_REQUIRED WORK:_
Where a line below holds the string "crate", that line goes into the answer.

_SUPPLIED DATA:_
● ● ● ●

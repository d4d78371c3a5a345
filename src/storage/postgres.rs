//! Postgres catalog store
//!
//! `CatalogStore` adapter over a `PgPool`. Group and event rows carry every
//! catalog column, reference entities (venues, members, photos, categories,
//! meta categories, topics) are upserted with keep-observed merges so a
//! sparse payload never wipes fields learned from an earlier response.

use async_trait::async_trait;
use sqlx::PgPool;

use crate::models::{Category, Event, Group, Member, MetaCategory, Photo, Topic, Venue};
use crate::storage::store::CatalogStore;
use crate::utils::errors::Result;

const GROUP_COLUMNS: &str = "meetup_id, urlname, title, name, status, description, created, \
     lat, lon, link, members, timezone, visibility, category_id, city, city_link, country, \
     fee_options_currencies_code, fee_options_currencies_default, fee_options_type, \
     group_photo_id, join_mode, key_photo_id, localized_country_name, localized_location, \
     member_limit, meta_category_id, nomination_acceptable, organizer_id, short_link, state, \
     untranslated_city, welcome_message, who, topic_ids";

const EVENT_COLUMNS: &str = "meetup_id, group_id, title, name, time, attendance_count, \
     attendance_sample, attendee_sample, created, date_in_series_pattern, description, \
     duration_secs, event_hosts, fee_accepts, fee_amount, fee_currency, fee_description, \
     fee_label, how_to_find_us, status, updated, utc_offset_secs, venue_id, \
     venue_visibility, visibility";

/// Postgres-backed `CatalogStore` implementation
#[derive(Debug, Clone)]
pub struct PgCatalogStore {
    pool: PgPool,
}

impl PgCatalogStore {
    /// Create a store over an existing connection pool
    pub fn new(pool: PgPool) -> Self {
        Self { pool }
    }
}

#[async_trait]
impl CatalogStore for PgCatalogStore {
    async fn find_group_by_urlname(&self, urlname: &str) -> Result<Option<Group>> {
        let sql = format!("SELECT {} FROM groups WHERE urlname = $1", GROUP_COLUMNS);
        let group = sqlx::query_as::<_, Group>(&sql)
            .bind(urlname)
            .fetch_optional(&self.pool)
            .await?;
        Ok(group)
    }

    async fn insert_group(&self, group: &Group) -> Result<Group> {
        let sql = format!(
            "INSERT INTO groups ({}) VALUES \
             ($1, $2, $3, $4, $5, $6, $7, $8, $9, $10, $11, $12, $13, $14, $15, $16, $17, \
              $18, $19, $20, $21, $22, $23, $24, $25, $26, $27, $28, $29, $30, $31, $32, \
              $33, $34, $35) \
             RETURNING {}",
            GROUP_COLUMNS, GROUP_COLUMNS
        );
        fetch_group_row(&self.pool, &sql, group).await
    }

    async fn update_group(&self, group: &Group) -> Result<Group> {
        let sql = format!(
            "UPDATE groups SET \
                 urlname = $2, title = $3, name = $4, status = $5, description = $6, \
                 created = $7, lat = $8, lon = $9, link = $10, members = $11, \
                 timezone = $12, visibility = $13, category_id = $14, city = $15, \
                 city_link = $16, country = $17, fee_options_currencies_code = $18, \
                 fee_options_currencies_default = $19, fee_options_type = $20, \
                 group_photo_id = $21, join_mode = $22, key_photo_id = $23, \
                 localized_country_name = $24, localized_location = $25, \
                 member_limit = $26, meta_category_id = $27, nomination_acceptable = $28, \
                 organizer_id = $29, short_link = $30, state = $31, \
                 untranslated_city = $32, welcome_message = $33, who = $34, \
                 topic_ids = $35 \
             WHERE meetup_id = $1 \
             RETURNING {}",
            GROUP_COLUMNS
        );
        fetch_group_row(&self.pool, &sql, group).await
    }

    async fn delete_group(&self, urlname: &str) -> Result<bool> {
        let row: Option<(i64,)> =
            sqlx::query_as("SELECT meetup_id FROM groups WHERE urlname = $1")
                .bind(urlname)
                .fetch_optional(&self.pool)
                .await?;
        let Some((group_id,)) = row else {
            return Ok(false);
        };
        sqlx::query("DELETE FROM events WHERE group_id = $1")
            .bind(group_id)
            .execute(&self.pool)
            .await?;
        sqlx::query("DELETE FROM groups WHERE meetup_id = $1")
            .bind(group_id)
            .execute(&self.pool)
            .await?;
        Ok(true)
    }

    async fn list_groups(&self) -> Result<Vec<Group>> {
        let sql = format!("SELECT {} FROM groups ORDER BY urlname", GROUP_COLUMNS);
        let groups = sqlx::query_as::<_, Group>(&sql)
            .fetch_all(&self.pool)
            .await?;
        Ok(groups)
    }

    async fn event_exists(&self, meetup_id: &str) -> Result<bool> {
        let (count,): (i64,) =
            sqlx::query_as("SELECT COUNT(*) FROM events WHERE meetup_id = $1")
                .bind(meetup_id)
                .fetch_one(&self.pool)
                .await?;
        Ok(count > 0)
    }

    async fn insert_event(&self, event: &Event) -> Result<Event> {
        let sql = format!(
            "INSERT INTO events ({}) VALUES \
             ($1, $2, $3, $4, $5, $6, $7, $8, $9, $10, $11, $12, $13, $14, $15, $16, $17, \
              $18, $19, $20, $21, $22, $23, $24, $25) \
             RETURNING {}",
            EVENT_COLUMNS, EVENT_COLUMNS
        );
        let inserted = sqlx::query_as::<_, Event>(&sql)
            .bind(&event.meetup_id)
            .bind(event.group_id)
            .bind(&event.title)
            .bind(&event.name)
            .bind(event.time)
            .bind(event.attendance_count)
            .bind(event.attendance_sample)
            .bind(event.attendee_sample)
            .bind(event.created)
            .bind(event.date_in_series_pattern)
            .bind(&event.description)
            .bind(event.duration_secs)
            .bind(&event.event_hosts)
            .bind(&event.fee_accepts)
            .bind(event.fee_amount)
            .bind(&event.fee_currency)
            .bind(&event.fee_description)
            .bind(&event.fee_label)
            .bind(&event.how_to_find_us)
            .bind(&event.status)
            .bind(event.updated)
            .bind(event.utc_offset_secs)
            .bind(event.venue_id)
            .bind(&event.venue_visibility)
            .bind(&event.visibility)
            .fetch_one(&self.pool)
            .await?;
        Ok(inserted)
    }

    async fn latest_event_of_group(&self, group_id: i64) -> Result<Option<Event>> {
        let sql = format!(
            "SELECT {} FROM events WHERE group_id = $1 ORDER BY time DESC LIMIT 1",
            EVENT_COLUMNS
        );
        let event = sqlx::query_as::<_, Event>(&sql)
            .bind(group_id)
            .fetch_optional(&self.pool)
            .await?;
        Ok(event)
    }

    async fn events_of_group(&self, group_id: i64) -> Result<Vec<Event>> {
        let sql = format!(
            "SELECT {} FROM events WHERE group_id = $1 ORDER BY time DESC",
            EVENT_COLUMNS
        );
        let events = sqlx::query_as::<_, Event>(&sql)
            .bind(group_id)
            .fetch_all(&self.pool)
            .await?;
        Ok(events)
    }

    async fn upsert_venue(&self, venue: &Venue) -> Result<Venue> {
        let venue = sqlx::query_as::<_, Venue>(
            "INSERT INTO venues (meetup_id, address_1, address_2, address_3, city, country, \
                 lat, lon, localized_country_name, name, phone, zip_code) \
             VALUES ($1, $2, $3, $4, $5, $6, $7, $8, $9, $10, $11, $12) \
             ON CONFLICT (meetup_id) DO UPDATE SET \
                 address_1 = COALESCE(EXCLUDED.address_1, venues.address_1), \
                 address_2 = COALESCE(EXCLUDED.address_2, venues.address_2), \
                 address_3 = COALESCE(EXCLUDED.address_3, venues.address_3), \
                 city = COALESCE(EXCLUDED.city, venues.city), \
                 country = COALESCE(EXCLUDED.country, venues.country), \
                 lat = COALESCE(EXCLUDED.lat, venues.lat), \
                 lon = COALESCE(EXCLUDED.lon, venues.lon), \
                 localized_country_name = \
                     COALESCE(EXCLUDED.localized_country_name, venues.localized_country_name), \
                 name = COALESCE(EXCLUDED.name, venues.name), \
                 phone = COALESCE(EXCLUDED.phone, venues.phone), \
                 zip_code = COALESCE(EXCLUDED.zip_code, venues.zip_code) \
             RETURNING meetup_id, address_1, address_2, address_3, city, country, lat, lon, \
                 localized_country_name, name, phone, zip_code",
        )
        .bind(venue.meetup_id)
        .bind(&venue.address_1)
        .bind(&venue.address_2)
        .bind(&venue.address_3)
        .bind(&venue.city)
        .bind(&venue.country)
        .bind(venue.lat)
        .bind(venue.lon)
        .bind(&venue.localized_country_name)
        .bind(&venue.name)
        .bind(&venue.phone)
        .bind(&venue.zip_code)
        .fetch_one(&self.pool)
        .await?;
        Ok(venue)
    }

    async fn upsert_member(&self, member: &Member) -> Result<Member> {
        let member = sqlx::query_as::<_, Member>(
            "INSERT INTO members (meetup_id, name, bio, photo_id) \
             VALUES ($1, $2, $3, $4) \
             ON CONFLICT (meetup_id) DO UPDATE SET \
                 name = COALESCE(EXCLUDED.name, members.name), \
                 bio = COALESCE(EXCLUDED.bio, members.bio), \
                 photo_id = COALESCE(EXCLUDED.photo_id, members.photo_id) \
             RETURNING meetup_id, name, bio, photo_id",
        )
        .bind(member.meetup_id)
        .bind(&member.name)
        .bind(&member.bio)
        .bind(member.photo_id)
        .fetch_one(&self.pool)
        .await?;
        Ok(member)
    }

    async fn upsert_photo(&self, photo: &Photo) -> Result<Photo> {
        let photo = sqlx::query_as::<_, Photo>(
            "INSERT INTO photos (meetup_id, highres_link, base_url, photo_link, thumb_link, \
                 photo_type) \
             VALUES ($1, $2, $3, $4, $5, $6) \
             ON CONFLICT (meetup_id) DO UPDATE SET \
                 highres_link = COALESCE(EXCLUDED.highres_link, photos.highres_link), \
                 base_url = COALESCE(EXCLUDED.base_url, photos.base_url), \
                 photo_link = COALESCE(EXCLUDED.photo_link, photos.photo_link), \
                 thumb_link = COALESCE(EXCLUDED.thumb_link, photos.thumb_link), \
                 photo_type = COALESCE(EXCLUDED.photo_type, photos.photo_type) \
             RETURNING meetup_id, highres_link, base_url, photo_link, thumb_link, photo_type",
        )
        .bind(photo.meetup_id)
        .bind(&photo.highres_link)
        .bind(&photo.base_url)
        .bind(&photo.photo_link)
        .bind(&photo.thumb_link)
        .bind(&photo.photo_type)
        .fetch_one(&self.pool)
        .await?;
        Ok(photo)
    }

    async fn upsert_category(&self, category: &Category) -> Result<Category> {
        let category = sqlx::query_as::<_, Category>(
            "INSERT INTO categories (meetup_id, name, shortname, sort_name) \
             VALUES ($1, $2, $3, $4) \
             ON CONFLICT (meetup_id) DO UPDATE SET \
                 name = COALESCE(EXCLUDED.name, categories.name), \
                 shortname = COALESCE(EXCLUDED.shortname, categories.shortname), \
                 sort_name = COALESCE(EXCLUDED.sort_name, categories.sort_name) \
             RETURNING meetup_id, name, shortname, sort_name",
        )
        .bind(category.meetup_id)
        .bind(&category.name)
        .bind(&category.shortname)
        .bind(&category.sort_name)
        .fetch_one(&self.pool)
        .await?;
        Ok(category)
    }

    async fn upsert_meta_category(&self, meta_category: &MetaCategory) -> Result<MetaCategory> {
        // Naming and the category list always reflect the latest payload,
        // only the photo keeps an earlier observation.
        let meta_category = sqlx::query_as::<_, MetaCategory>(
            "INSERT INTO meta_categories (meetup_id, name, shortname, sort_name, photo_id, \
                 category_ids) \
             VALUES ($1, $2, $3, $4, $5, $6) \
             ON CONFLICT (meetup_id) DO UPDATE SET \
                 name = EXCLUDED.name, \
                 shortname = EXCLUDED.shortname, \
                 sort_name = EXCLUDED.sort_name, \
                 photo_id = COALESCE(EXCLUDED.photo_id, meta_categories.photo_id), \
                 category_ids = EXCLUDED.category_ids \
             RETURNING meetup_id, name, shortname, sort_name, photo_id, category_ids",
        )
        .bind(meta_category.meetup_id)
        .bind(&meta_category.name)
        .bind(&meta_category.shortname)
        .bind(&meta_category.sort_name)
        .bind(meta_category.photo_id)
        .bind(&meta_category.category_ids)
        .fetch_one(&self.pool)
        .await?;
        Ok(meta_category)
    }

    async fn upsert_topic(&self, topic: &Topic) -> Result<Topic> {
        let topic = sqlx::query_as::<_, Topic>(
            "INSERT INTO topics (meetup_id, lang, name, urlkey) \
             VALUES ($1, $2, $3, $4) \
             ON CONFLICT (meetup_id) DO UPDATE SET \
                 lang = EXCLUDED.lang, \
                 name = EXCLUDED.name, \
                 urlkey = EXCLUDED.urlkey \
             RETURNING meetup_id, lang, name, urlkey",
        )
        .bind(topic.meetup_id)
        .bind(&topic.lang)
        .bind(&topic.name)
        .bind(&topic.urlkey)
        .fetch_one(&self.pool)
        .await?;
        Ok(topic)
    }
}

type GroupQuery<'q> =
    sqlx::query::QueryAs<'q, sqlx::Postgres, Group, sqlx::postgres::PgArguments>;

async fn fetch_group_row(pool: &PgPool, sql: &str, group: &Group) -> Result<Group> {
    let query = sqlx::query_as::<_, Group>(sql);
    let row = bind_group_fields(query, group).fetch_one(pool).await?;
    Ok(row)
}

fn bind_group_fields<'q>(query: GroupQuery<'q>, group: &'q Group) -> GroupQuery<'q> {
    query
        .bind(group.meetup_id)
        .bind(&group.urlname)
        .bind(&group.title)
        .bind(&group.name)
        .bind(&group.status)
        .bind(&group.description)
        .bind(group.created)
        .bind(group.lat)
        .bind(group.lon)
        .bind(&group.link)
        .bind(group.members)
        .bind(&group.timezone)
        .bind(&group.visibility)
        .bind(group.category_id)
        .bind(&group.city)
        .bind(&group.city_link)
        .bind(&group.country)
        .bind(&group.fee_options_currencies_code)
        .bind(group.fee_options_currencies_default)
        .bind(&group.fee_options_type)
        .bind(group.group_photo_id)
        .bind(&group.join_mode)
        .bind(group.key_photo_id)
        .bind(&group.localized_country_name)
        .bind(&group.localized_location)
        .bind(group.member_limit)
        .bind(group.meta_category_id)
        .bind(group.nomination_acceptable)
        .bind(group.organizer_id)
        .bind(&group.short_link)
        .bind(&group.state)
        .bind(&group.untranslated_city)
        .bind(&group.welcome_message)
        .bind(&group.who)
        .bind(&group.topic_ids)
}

● ● ● ●

_OUTPUT:_
use crate::models::{Category, Event, Group, Member, MetaCategory, Photo, Topic, Venue};
use crate::storage::store::CatalogStore;
use crate::utils::errors::Result;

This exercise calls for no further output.